A senior agency official says the restrictions on drug industry consulting payments to staff researchers are necessary.A strict new conflict-of-interest policy at the National Institutes of Health has provoked renewed protest from staff scientists at the nation's premier institution for medical research, but a top official said Wednesday it was unlikely that the rules would be significantly changed as a result.
The new rules, announced this month by NIH Director Elias A. Zerhouni, "substantially overreach and will severely and irreparably compromise the NIH's mission," a group of employees declared in an agency newsletter that was to be distributed today.
"These new regulations will discourage talented, innovative scientists from staying at or being recruited to the NIH, and preclude scientists already at the NIH from participating as full members of the scientific community," the employees wrote.
In the same issue of the newsletter, Zerhouni defended the new rules, which were to become final after a 60-day comment period in early April.
The policy bans scientists from accepting consulting fees or any other compensation from the biomedical industry. It also bars about 7,000 senior employees from owning stock in many types of medical companies, and limits such holdings to $15,000 for all other employees.
"I have taken a strong position to protect the credibility of NIH science," Zerhouni said.
"You must not serve two masters," he wrote. "You cannot have another financial interest in the work that you do for NIH outside of your federal job.
"You must not double dip," he added. "If the taxpayers have paid for your work, someone else may not pay you again for that work."
Within those limits, he asserted, scientists would remain free to speak, write and interact with peers in academia and industry.
A delegation of NIH researchers is scheduled to meet with Zerhouni today to voice complaints about the ethics policy. However, NIH Deputy Director Raynard S. Kington said in an interview that a significant easing of the policy for senior researchers was unlikely.
"I cannot anticipate under any circumstances changing large sections of the rule for the most senior people, who have the greatest potential — because of their authority — for conflicts of interest," Kington said.

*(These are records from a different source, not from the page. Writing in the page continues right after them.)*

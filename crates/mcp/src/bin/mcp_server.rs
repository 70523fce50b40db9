use anyhow::Result;
use kc_core::config::CONFIG;
use kc_exchange::ExchangeClients;
use mcp_adapter::KoreanCryptoServer;
use tracing_appender::rolling::{RollingFileAppender, Rotation};
use tracing_subscriber::fmt::writer::MakeWriterExt;
use tracing_subscriber::{fmt, EnvFilter};

#[tokio::main]
async fn main() -> Result<()> {
    init_tracing();
    let clients = ExchangeClients::from_config(&CONFIG)?;
    KoreanCryptoServer::new(clients).serve_stdio().await
}

/// Logs go to stderr and a rolling file; stdout carries the MCP transport.
fn init_tracing() {
    let filter = EnvFilter::try_from_default_env().unwrap_or_else(|_| EnvFilter::new("info"));

    let file_appender = RollingFileAppender::builder()
        .rotation(Rotation::DAILY)
        .filename_prefix("mcp-server")
        .build("logs")
        .expect("Failed to create rolling file appender");

    let writer = std::io::stderr
        .with_max_level(tracing::Level::DEBUG)
        .and(file_appender);

    let subscriber = fmt()
        .with_env_filter(filter)
        .with_ansi(false)
        .with_writer(writer)
        .finish();

    let _ = tracing::subscriber::set_global_default(subscriber);
}
/// 3D transformation matrices and vector helpers
use nalgebra::{Matrix4, Point3, Vector3};

/// Matrix builders for the rendering pipeline
pub struct Transform;

impl Transform {
    pub fn identity() -> Matrix4<f32> {
        Matrix4::identity()
    }

    /// Create a translation matrix
    pub fn translation(tx: f32, ty: f32, tz: f32) -> Matrix4<f32> {
        Matrix4::new_translation(&Vector3::new(tx, ty, tz))
    }

    /// Create a (possibly non-uniform) scale matrix
    pub fn scaling(sx: f32, sy: f32, sz: f32) -> Matrix4<f32> {
        Matrix4::new_nonuniform_scaling(&Vector3::new(sx, sy, sz))
    }

    /// Rotation about the x axis (radians, right-handed)
    pub fn x_rotation(angle: f32) -> Matrix4<f32> {
        Matrix4::new_rotation(Vector3::new(angle, 0.0, 0.0))
    }

    /// Rotation about the y axis (radians, right-handed)
    pub fn y_rotation(angle: f32) -> Matrix4<f32> {
        Matrix4::new_rotation(Vector3::new(0.0, angle, 0.0))
    }

    /// Rotation about the z axis (radians, right-handed)
    pub fn z_rotation(angle: f32) -> Matrix4<f32> {
        Matrix4::new_rotation(Vector3::new(0.0, 0.0, angle))
    }

    /// Apply a 4x4 transform to a point in homogeneous coordinates
    /// (implicit w = 1), dividing by the resulting w.
    ///
    /// This is the single application path for both affine and projective
    /// matrices: affine transforms produce w = 1 and the divide is a no-op,
    /// projection matrices get their perspective divide here.
    pub fn apply(matrix: &Matrix4<f32>, point: Point3<f32>) -> Point3<f32> {
        matrix.transform_point(&point)
    }
}

/// Centroid of three points
pub fn centroid(a: Point3<f32>, b: Point3<f32>, c: Point3<f32>) -> Point3<f32> {
    Point3::from((a.coords + b.coords + c.coords) / 3.0)
}

/// Unit face normal anchored at the centroid.
///
/// Built from `edge1 = b - centroid` and `edge2 = c - centroid`; the cull
/// test in the mesh pipeline assumes exactly this edge order, so a triangle
/// wound counter-clockwise (seen from outside) gets an outward normal.
pub fn face_normal(centroid: Point3<f32>, b: Point3<f32>, c: Point3<f32>) -> Vector3<f32> {
    let edge1 = b - centroid;
    let edge2 = c - centroid;
    edge1.cross(&edge2).normalize()
}

#[cfg(test)]
mod tests {
    use super::*;

    #[test]
    fn test_zero_rotation_is_identity() {
        let matrix = Transform::x_rotation(0.0);
        assert!((matrix - Matrix4::identity()).norm() < 1e-6);
    }

    #[test]
    fn test_translation_moves_point() {
        let matrix = Transform::translation(1.0, 2.0, 3.0);
        let moved = Transform::apply(&matrix, Point3::new(0.0, 0.0, 0.0));
        assert!((moved - Point3::new(1.0, 2.0, 3.0)).norm() < 1e-6);
    }

    #[test]
    fn test_rotation_roundtrip() {
        let point = Point3::new(1.0, 2.0, 3.0);
        let forward = Transform::y_rotation(0.7);
        let back = Transform::y_rotation(-0.7);
        let restored = Transform::apply(&back, Transform::apply(&forward, point));
        assert!((restored - point).norm() < 1e-5);
    }

    #[test]
    fn test_apply_divides_by_w() {
        // Bottom row (0, 0, 1, 0) copies z into w, so every component is
        // divided by z.
        let mut projective = Matrix4::identity();
        projective[(3, 2)] = 1.0;
        projective[(3, 3)] = 0.0;
        let projected = Transform::apply(&projective, Point3::new(2.0, 4.0, 2.0));
        assert!((projected - Point3::new(1.0, 2.0, 1.0)).norm() < 1e-6);
    }

    #[test]
    fn test_face_normal_orientation() {
        // Counter-clockwise in the xy plane, seen from +z.
        let a = Point3::new(0.0, 0.0, 0.0);
        let b = Point3::new(1.0, 0.0, 0.0);
        let c = Point3::new(0.0, 1.0, 0.0);
        let normal = face_normal(centroid(a, b, c), b, c);
        assert!((normal - Vector3::new(0.0, 0.0, 1.0)).norm() < 1e-6);
    }

    #[test]
    fn test_centroid() {
        let center = centroid(
            Point3::new(0.0, 0.0, 0.0),
            Point3::new(3.0, 0.0, 0.0),
            Point3::new(0.0, 3.0, 0.0),
        );
        assert!((center - Point3::new(1.0, 1.0, 0.0)).norm() < 1e-6);
    }
}
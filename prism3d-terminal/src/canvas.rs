/// Terminal drawing surface backed by a character buffer
use crossterm::{
    style::{Color, Print, ResetColor, SetForegroundColor},
    QueueableCommand,
};
use prism3d_core::Canvas;
use std::io::{self, Write};

/// Character luminosity ramp for shading (darkest to lightest)
const LUMINOSITY_RAMP: &[char] = &[' ', '.', ':', '-', '=', '+', '*', '#', '%', '@'];

/// ASCII canvas: shades in [0, 1] become ramp characters.
///
/// Occlusion comes from the pipeline's painter's ordering, so there is no
/// depth buffer here; later plots simply overwrite earlier ones.
pub struct TermCanvas {
    width: usize,
    chars: Vec<char>,
}

impl TermCanvas {
    pub fn new(width: usize, height: usize) -> Self {
        Self {
            width,
            chars: vec![' '; width * height],
        }
    }

    pub fn clear(&mut self) {
        self.chars.fill(' ');
    }

    /// Queue the buffer contents onto a terminal writer
    pub fn draw<W: Write>(&self, writer: &mut W) -> io::Result<()> {
        for row in self.chars.chunks(self.width) {
            for &c in row {
                writer.queue(SetForegroundColor(Self::color_for(c)))?;
                writer.queue(Print(c))?;
            }
            writer.queue(Print('\n'))?;
        }
        writer.queue(ResetColor)?;
        Ok(())
    }

    fn color_for(c: char) -> Color {
        match c {
            ' ' | '.' | ':' => Color::DarkGrey,
            '-' | '=' => Color::Grey,
            '+' | '*' => Color::White,
            _ => Color::Cyan,
        }
    }
}

impl Canvas for TermCanvas {
    fn width(&self) -> u32 {
        self.width as u32
    }

    fn height(&self) -> u32 {
        (self.chars.len() / self.width) as u32
    }

    fn plot(&mut self, x: i32, y: i32, shade: f32) {
        if x < 0 || y < 0 || x >= self.width() as i32 || y >= self.height() as i32 {
            return;
        }
        let step = (shade.clamp(0.0, 1.0) * (LUMINOSITY_RAMP.len() - 1) as f32) as usize;
        self.chars[y as usize * self.width + x as usize] = LUMINOSITY_RAMP[step];
    }
}

#[cfg(test)]
mod tests {
    use super::*;

    #[test]
    fn test_shade_maps_to_ramp() {
        let mut canvas = TermCanvas::new(4, 4);
        canvas.plot(0, 0, 0.0);
        canvas.plot(1, 0, 1.0);
        canvas.plot(2, 0, 7.0); // clamped
        assert_eq!(canvas.chars[0], ' ');
        assert_eq!(canvas.chars[1], '@');
        assert_eq!(canvas.chars[2], '@');
    }

    #[test]
    fn test_out_of_bounds_plot_ignored() {
        let mut canvas = TermCanvas::new(4, 4);
        canvas.plot(-1, 0, 1.0);
        canvas.plot(4, 0, 1.0);
        canvas.plot(0, 99, 1.0);
        assert!(canvas.chars.iter().all(|&c| c == ' '));
    }
}
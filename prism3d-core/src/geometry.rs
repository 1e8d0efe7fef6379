/// Geometry primitives for 3D rendering
use nalgebra::{Point2, Point3, Vector3};

use crate::canvas::Canvas;
use crate::transform;

/// A triangle with optional per-vertex attributes.
///
/// Vertices, normals and texture coordinates are parallel arrays: index k
/// of each refers to the same logical corner. The intensity triple holds
/// one scalar shade per corner (replicated for flat shading). Triangles
/// are cheap value objects; the render pipeline clones them every frame.
#[derive(Debug, Clone)]
pub struct Triangle {
    pub vertices: [Point3<f32>; 3],
    pub normals: Option<[Vector3<f32>; 3]>,
    pub texcoords: Option<[Point2<f32>; 3]>,
    pub intensity: Vector3<f32>,
}

impl Triangle {
    pub fn new(vertices: [Point3<f32>; 3]) -> Self {
        Self {
            vertices,
            normals: None,
            texcoords: None,
            intensity: Vector3::zeros(),
        }
    }

    pub fn with_normals(vertices: [Point3<f32>; 3], normals: [Vector3<f32>; 3]) -> Self {
        Self {
            normals: Some(normals),
            ..Self::new(vertices)
        }
    }

    pub fn with_attributes(
        vertices: [Point3<f32>; 3],
        normals: Option<[Vector3<f32>; 3]>,
        texcoords: Option<[Point2<f32>; 3]>,
    ) -> Self {
        Self {
            normals,
            texcoords,
            ..Self::new(vertices)
        }
    }

    /// Store a per-corner shade triple (flat shading replicates one value)
    pub fn set_intensity(&mut self, intensity: Vector3<f32>) {
        self.intensity = intensity;
    }

    pub fn centroid(&self) -> Point3<f32> {
        transform::centroid(self.vertices[0], self.vertices[1], self.vertices[2])
    }

    /// Face normal from the centroid-anchored edge pair (see
    /// [`transform::face_normal`] for the orientation convention).
    pub fn face_normal(&self) -> Vector3<f32> {
        transform::face_normal(self.centroid(), self.vertices[1], self.vertices[2])
    }

    /// Mean z of the three vertices, the painter's-algorithm sort key
    pub fn average_depth(&self) -> f32 {
        (self.vertices[0].z + self.vertices[1].z + self.vertices[2].z) / 3.0
    }

    /// Draw the three edges as lines at full shade, ignoring intensity.
    /// Expects screen-space vertices.
    pub fn wireframe_draw<C: Canvas + ?Sized>(&self, canvas: &mut C) {
        let [a, b, c] = self.vertices;
        canvas.line((a.x, a.y), (b.x, b.y), 1.0);
        canvas.line((b.x, b.y), (c.x, c.y), 1.0);
        canvas.line((c.x, c.y), (a.x, a.y), 1.0);
    }

    /// Fill the triangle's interior, interpolating the corner intensities
    /// barycentrically (flat shading is the uniform-corner special case).
    /// Expects screen-space vertices; pixels outside the canvas are
    /// skipped, degenerate triangles produce no pixels.
    pub fn rasterize<C: Canvas + ?Sized>(&self, canvas: &mut C) {
        let [a, b, c] = self.vertices;

        let min_x = (a.x.min(b.x).min(c.x).floor() as i32).max(0);
        let max_x = (a.x.max(b.x).max(c.x).ceil() as i32).min(canvas.width() as i32 - 1);
        let min_y = (a.y.min(b.y).min(c.y).floor() as i32).max(0);
        let max_y = (a.y.max(b.y).max(c.y).ceil() as i32).min(canvas.height() as i32 - 1);

        for y in min_y..=max_y {
            for x in min_x..=max_x {
                let px = x as f32 + 0.5;
                let py = y as f32 + 0.5;

                if let Some((w0, w1, w2)) =
                    barycentric((a.x, a.y), (b.x, b.y), (c.x, c.y), (px, py))
                {
                    if w0 >= 0.0 && w1 >= 0.0 && w2 >= 0.0 {
                        let shade = w0 * self.intensity[0]
                            + w1 * self.intensity[1]
                            + w2 * self.intensity[2];
                        canvas.plot(x, y, shade);
                    }
                }
            }
        }
    }
}

/// Barycentric coordinates of a point relative to a screen-space triangle.
/// Returns None for degenerate (zero-area) triangles.
pub fn barycentric(
    v0: (f32, f32),
    v1: (f32, f32),
    v2: (f32, f32),
    p: (f32, f32),
) -> Option<(f32, f32, f32)> {
    let denom = (v1.1 - v2.1) * (v0.0 - v2.0) + (v2.0 - v1.0) * (v0.1 - v2.1);

    if denom.abs() < 1e-6 {
        return None;
    }

    let w0 = ((v1.1 - v2.1) * (p.0 - v2.0) + (v2.0 - v1.0) * (p.1 - v2.1)) / denom;
    let w1 = ((v2.1 - v0.1) * (p.0 - v2.0) + (v0.0 - v2.0) * (p.1 - v2.1)) / denom;
    let w2 = 1.0 - w0 - w1;

    Some((w0, w1, w2))
}

#[cfg(test)]
mod tests {
    use super::*;
    use crate::canvas::ShadeBuffer;

    fn screen_triangle() -> Triangle {
        Triangle::new([
            Point3::new(1.0, 1.0, 0.0),
            Point3::new(14.0, 1.0, 0.0),
            Point3::new(1.0, 14.0, 0.0),
        ])
    }

    #[test]
    fn test_barycentric_center() {
        let (w0, w1, w2) =
            barycentric((0.0, 0.0), (3.0, 0.0), (0.0, 3.0), (1.0, 1.0)).unwrap();
        assert!((w0 - w1).abs() < 1e-6);
        assert!((w1 - w2).abs() < 1e-6);
        assert!((w0 + w1 + w2 - 1.0).abs() < 1e-6);
    }

    #[test]
    fn test_barycentric_degenerate() {
        // All three corners collinear.
        assert!(barycentric((0.0, 0.0), (1.0, 1.0), (2.0, 2.0), (1.0, 0.0)).is_none());
    }

    #[test]
    fn test_flat_fill_is_uniform() {
        let mut tri = screen_triangle();
        tri.set_intensity(Vector3::new(0.75, 0.75, 0.75));
        let mut buffer = ShadeBuffer::new(16, 16);
        tri.rasterize(&mut buffer);

        assert!((buffer.shade_at(3, 3) - 0.75).abs() < 1e-6);
        assert!((buffer.shade_at(6, 2) - 0.75).abs() < 1e-6);
        // Outside the triangle nothing is written.
        assert_eq!(buffer.shade_at(15, 15), 0.0);
    }

    #[test]
    fn test_gouraud_fill_interpolates() {
        let mut tri = screen_triangle();
        tri.set_intensity(Vector3::new(1.0, 0.0, 0.0));
        let mut buffer = ShadeBuffer::new(16, 16);
        tri.rasterize(&mut buffer);

        // Shade falls off moving away from the bright corner.
        let near = buffer.shade_at(2, 2);
        let far = buffer.shade_at(11, 2);
        assert!(near > far);
        assert!(far > 0.0);
    }

    #[test]
    fn test_degenerate_triangle_draws_nothing() {
        let mut tri = Triangle::new([
            Point3::new(2.0, 2.0, 0.0),
            Point3::new(5.0, 5.0, 0.0),
            Point3::new(8.0, 8.0, 0.0),
        ]);
        tri.set_intensity(Vector3::new(1.0, 1.0, 1.0));
        let mut buffer = ShadeBuffer::new(16, 16);
        tri.rasterize(&mut buffer);
        assert!(buffer.shades().iter().all(|&s| s == 0.0));
    }

    #[test]
    fn test_offscreen_fill_is_clipped() {
        let mut tri = Triangle::new([
            Point3::new(-8.0, -8.0, 0.0),
            Point3::new(12.0, -8.0, 0.0),
            Point3::new(-8.0, 12.0, 0.0),
        ]);
        tri.set_intensity(Vector3::new(1.0, 1.0, 1.0));
        let mut buffer = ShadeBuffer::new(4, 4);
        // Must not panic; only the on-screen corner region is written.
        tri.rasterize(&mut buffer);
        assert!(buffer.shade_at(0, 0) > 0.0);
    }

    #[test]
    fn test_wireframe_draws_three_edges() {
        struct Recorder {
            segments: Vec<((f32, f32), (f32, f32))>,
            fills: usize,
        }
        impl Canvas for Recorder {
            fn width(&self) -> u32 {
                16
            }
            fn height(&self) -> u32 {
                16
            }
            fn plot(&mut self, _x: i32, _y: i32, _shade: f32) {
                self.fills += 1;
            }
            fn line(&mut self, from: (f32, f32), to: (f32, f32), _shade: f32) {
                self.segments.push((from, to));
            }
        }

        let mut recorder = Recorder {
            segments: Vec::new(),
            fills: 0,
        };
        screen_triangle().wireframe_draw(&mut recorder);
        assert_eq!(recorder.segments.len(), 3);
        assert_eq!(recorder.fills, 0);
    }
}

Many of the agency's top professionals seem to find the broad prohibition on stock ownership particularly objectionable.
The statement by the dissenting scientists said that "such expansive restrictions seem unnecessary and unlinked to preventing conflicts of interest, but they will have profoundly detrimental financial impacts on individual employees and hinder recruitment and retention."
The statement was signed by 18 NIH employees, who represent others. Many of the scientists had urged Zerhouni last year not to enact sweeping restrictions; some of them protested during a meeting with the director three weeks ago.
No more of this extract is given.